From 1620 until 1781 Protestantism was entirely suppressed. “But,” as Mr. Dusék writes, “it had so tenacious a hold of the mind of the nation, that it required most excruciating measures and repeated stabs ere its influence fainted and the nation fell into a deathlike swoon. In 1650 Protestantism was stamped a crime like murder and high treason; then the doors of jails opened again, and new emigrations followed each other. As late as 1735 thousands of Protestants from Bohemia perished in the mines of Transylvania, and countless Protestant youths, sentenced to perpetual military service, fell struck by the bullets of the Jannisaries on the banks of the Danube.” During this period of 160 years, the Bohemian nation, crippled and enchained, make no appearance in European affairs, although many of the battles of the Thirty Years’ and Seven Years’ Wars were fought upon Bohemia’s fertile plains.

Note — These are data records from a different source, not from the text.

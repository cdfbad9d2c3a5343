use std::collections::BTreeSet;

use crate::types::Address;

/// Authentication state threaded through the decorator chain.
///
/// `signers` holds the transaction signer addresses in signature order (the
/// first entry is the main signer). `conditions` holds synthetic addresses
/// added during RBAC expansion, kept sorted so that replicas observe
/// identical context digests. `permissions` is the union of all permissions
/// granted by reached roles; a `BTreeSet` so iteration order is fixed.
#[derive(Clone, Debug, Default)]
pub struct AuthContext {
    pub chain_id: String,
    signers: Vec<Address>,
    conditions: Vec<Address>,
    permissions: BTreeSet<String>,
}

impl AuthContext {
    pub fn new(chain_id: impl Into<String>) -> Self {
        Self {
            chain_id: chain_id.into(),
            ..Default::default()
        }
    }

    /// Record a verified transaction signer. Order of calls is preserved.
    pub fn add_signer(&mut self, addr: Address) {
        if !self.signers.contains(&addr) {
            self.signers.push(addr);
        }
    }

    /// Merge role conditions into the context, keeping the list sorted and
    /// free of duplicates.
    pub fn add_conditions(&mut self, addrs: impl IntoIterator<Item = Address>) {
        self.conditions.extend(addrs);
        self.conditions.sort();
        self.conditions.dedup();
    }

    pub fn add_permissions(&mut self, perms: impl IntoIterator<Item = String>) {
        self.permissions.extend(perms);
    }

    /// The first transaction signer, used when a message leaves `owner`
    /// unset.
    pub fn main_signer(&self) -> Option<Address> {
        self.signers.first().copied()
    }

    /// True iff `addr` is a verified signer or an active role condition.
    pub fn has_address(&self, addr: &Address) -> bool {
        self.signers.contains(addr) || self.conditions.binary_search(addr).is_ok()
    }

    pub fn signers(&self) -> &[Address] {
        &self.signers
    }

    pub fn conditions(&self) -> &[Address] {
        &self.conditions
    }

    pub fn permissions(&self) -> &BTreeSet<String> {
        &self.permissions
    }
}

In 1781, the Emperor Joseph II., son of Maria Theresa, who had previously expelled the Jesuits from the Austrian dominions, issued his famous edict of toleration, under which a certain measure of liberty was again accorded to Protestantism; and this was the dawning of a better day. He, however, continued the attempt of his predecessors to Germanise the Bohemians, a policy which Austria has ever since pursued, blind to the fact that, if she succeeded, the inevitable result would be that Bohemia would fall to Germany, as Saxony did in the war of 1866. This effort to cast all Austria in a German mould was Joseph’s fatal mistake, and stifled his well-meaning but crudely attempted reforms.

The immediate occasion of the edict was a striking incident. In the heights of the Carpathians, in Moravia, two Jesuit missionaries promulgated a forged edict by Maria Theresa, which promised religious liberty, their object being to ascertain how many heretics still existed. They outwitted themselves, however, for sixty towns and villages started like one man, and proclaimed themselves Protestants. Neither soldiers, gallows, nor prison could stop such a movement. Some of the peasants sought a personal audience with Joseph, and placed a petition in his hands. The true edict was published shortly after.

  1. It is curious to note, in passing, that our ladies are indebted to her for the introduction of the side-saddle into this country.
  2. Although the old Unitas divided the ministry into three grades or orders—viz. bishops (seniors), presbyters, and deacons, as the Moravian Brethren still do, Synods formed legislative, and Boards of Elders the executive, powers of the Church. The bishops’ special function is merely to ordain, and they do not appear to have had any jurisdiction or authority over the other ministers.